Airbus has delivered the first H135 to the Spanish
Air and Space Force (Ejército del Aire y del Espacio).
The
delivery, which is six months ahead of schedule, will facilitate
crew training and the entry into service of the H135 for the 78th
Wing at the Military School of Helicopters in Armilla (Granada)
where it will perform advanced training tasks for military pilots.
The helicopter is the eighth
delivered under the 36-unit contract signed at the end of 2021 to
supply the Armed Forces and State Security Forces.
Once the planned fleet of 11 helicopters are
delivered, the H135 will become the helicopter of reference for pilot
training for the Spanish Air Force, Army, Navy, Guardia Civil
and other countries requesting such training at the Granada base.
The light twin-engine Airbus H135 is equipped with
the most advanced technologies available, including Airbus
Helicopters’ Helionix avionics suite.
“We are very proud to know that all young pilots
from the Ministry of Defence corps will now be trained on the
H135, the world’s benchmark for military training missions. It is
a versatile, reliable and efficient helicopter, ideal for the
transition to more complex aircraft, with more than 400,000 flight
hours of military training for 12 military customers” said
Fernando Lombo,
Managing Director of Airbus Helicopters Spain. “We are confident
that the H135 will represent a leap in the quality of teaching and
will reinforce the Military Helicopter School as the benchmark it
is, throughout the world.”
The H135 is
already in service with the Spanish Army’s training unit (ACAVIET)

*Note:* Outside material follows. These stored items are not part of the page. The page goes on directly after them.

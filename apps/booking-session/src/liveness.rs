use std::sync::Arc;

use reqwest::cookie::Jar;
use thiserror::Error;
use tracing::{debug, info};

use crate::auth::{CredentialRefreshCoordinator, HttpRenewer, LOGOUT_PATH};
use crate::config::{ConfigError, LivenessConfig};
use crate::http::{ApiRequest, HttpBackend, HttpError, ReqwestBackend};
use crate::pipeline::RequestPipeline;
use crate::realtime::{Connector, RealtimeTransport, TungsteniteConnector};
use crate::session::{SessionSnapshot, SessionState};

#[derive(Debug, Error)]
pub enum CoreError {
    #[error(transparent)]
    Config(#[from] ConfigError),
    #[error(transparent)]
    Http(#[from] HttpError),
}

/// Everything that keeps a signed-in client alive, wired in dependency order:
/// backend, renewal, coordinator, session, pipeline, realtime.
pub struct LivenessCore {
    config: LivenessConfig,
    session: SessionState,
    pipeline: RequestPipeline,
    realtime: RealtimeTransport,
}

impl LivenessCore {
    /// Production wiring: reqwest with a shared cookie jar for HTTP, and the
    /// same jar for the websocket upgrade. Must be called inside a tokio
    /// runtime.
    pub fn build(config: LivenessConfig) -> Result<Self, CoreError> {
        let jar = Arc::new(Jar::default());
        let backend = Arc::new(ReqwestBackend::new(config.api_base.clone(), jar.clone())?);
        let connector = Arc::new(TungsteniteConnector::new(Some(jar)));
        Ok(Self::assemble(config, backend, connector))
    }

    pub fn assemble(
        config: LivenessConfig,
        backend: Arc<dyn HttpBackend>,
        connector: Arc<dyn Connector>,
    ) -> Self {
        let renewer = Arc::new(HttpRenewer::new(backend.clone()));
        let coordinator = Arc::new(CredentialRefreshCoordinator::new(
            renewer,
            config.renewal_timeout,
        ));
        let session = SessionState::new(coordinator);
        let pipeline = RequestPipeline::new(backend, session.clone());
        let realtime = RealtimeTransport::spawn(config.realtime(), connector, session.clone());
        Self {
            config,
            session,
            pipeline,
            realtime,
        }
    }

    /// Bootstraps the session and waits, bounded, for it to settle. The
    /// realtime channel follows the session on its own.
    pub async fn start(&self) -> SessionSnapshot {
        let session = self.session.clone();
        tokio::spawn(async move { session.bootstrap().await });
        let snapshot = self.session.wait_until_ready(self.config.ready_timeout).await;
        info!(
            target = "booking.core",
            authenticated = snapshot.is_authenticated(),
            verified = snapshot.is_verified(),
            "session ready"
        );
        snapshot
    }

    /// Best-effort server logout, then local teardown. Clearing the session
    /// also closes the realtime channel.
    pub async fn logout(&self) {
        if let Err(err) = self.pipeline.send(ApiRequest::post(LOGOUT_PATH)).await {
            debug!(target = "booking.core", error = %err, "logout request failed; clearing locally");
        }
        self.session.clear();
    }

    pub fn shutdown(&self) {
        self.realtime.shutdown();
    }

    pub fn config(&self) -> &LivenessConfig {
        &self.config
    }

    pub fn session(&self) -> &SessionState {
        &self.session
    }

    pub fn pipeline(&self) -> &RequestPipeline {
        &self.pipeline
    }

    pub fn realtime(&self) -> &RealtimeTransport {
        &self.realtime
    }
}
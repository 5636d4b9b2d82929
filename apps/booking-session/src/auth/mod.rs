pub mod coordinator;

use std::collections::BTreeSet;
use std::fmt;
use std::sync::Arc;
use std::time::Duration;

use async_trait::async_trait;
use serde::{Deserialize, Serialize};
use thiserror::Error;
use tracing::debug;

use crate::http::{ApiRequest, HttpBackend};

pub use coordinator::{CredentialRefreshCoordinator, RefreshOutcome};

pub const RENEWAL_PATH: &str = "auth/refresh";
pub const LOGIN_PATH: &str = "auth/login";
pub const REGISTER_PATH: &str = "auth/register";
pub const LOGOUT_PATH: &str = "auth/logout";

const AUTH_FLOW_PATHS: &[&str] = &[RENEWAL_PATH, LOGIN_PATH, REGISTER_PATH, LOGOUT_PATH];

/// True when `path` belongs to the login/registration/renewal flow. Such
/// requests must never trigger a renewal themselves.
pub fn is_auth_flow_path(path: &str) -> bool {
    let path = path.split(['?', '#']).next().unwrap_or(path);
    let trimmed = path.trim_matches('/');
    AUTH_FLOW_PATHS.iter().any(|flow| {
        trimmed == *flow
            || trimmed
                .strip_suffix(flow)
                .map(|prefix| prefix.ends_with('/'))
                .unwrap_or(false)
    })
}

#[derive(Debug, Clone, PartialEq, Eq, Serialize, Deserialize)]
#[serde(rename_all = "camelCase")]
pub struct Identity {
    pub id: String,
    pub email: String,
    #[serde(default)]
    pub email_verified: bool,
    #[serde(default)]
    pub roles: BTreeSet<String>,
}

impl Identity {
    pub fn has_role(&self, role: &str) -> bool {
        self.roles.contains(role)
    }
}

/// Where the caller should be sent once a session can no longer be renewed.
#[derive(Debug, Clone, Copy, PartialEq, Eq)]
pub enum AuthRedirect {
    Login,
    VerifyEmail,
}

impl fmt::Display for AuthRedirect {
    fn fmt(&self, f: &mut fmt::Formatter<'_>) -> fmt::Result {
        match self {
            AuthRedirect::Login => f.write_str("login"),
            AuthRedirect::VerifyEmail => f.write_str("verify-email"),
        }
    }
}

#[derive(Debug, Clone, PartialEq, Eq, Error)]
pub enum RenewalError {
    #[error("email address is not verified")]
    Unverified,
    #[error("renewal rejected ({status}): {message}")]
    Rejected { status: u16, message: String },
    #[error("renewal timed out after {0:?}")]
    TimedOut(Duration),
    #[error("renewal transport failure: {0}")]
    Transport(String),
    #[error("invalid renewal response: {0}")]
    Decode(String),
}

impl RenewalError {
    pub fn redirect(&self) -> AuthRedirect {
        match self {
            RenewalError::Unverified => AuthRedirect::VerifyEmail,
            _ => AuthRedirect::Login,
        }
    }
}

/// The underlying credential-renewal call.
#[async_trait]
pub trait Renewer: Send + Sync {
    async fn renew(&self) -> Result<Identity, RenewalError>;
}

#[derive(Debug, Deserialize)]
struct RenewalResponse {
    user: Identity,
}

/// Renews against [`RENEWAL_PATH`] through the raw backend, never through
/// the request pipeline.
pub struct HttpRenewer {
    backend: Arc<dyn HttpBackend>,
}

impl HttpRenewer {
    pub fn new(backend: Arc<dyn HttpBackend>) -> Self {
        Self { backend }
    }
}

#[async_trait]
impl Renewer for HttpRenewer {
    async fn renew(&self) -> Result<Identity, RenewalError> {
        let request = ApiRequest::post(RENEWAL_PATH).with_credentials();
        let response = self
            .backend
            .execute(&request)
            .await
            .map_err(|err| RenewalError::Transport(err.to_string()))?;

        if response.is_success() {
            let payload: RenewalResponse = response
                .json()
                .map_err(|err| RenewalError::Decode(err.to_string()))?;
            return Ok(payload.user);
        }

        let status = response.status;
        let body = response.error_body();
        if body.is_email_unverified() {
            debug!(target = "booking.auth", status = status.as_u16(), "renewal refused: email unverified");
            return Err(RenewalError::Unverified);
        }

        Err(RenewalError::Rejected {
            status: status.as_u16(),
            message: body
                .detail()
                .map(str::to_string)
                .unwrap_or_else(|| status.to_string()),
        })
    }
}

and the Emergency Battalion (BHELEME II). In the coming months,
the Navy will also receive the first of the seven H135 units
foreseen in the contract.
Thanks to its operational versatility, flying
missions as diverse and demanding as military training, police
surveillance and intervention, mountain rescue missions and
emergency medical transport, the H135 is the most popular
helicopter in the Spanish fleet.
Some 1,400 H135 helicopters are operated by
more than 300 operators in 65 countries.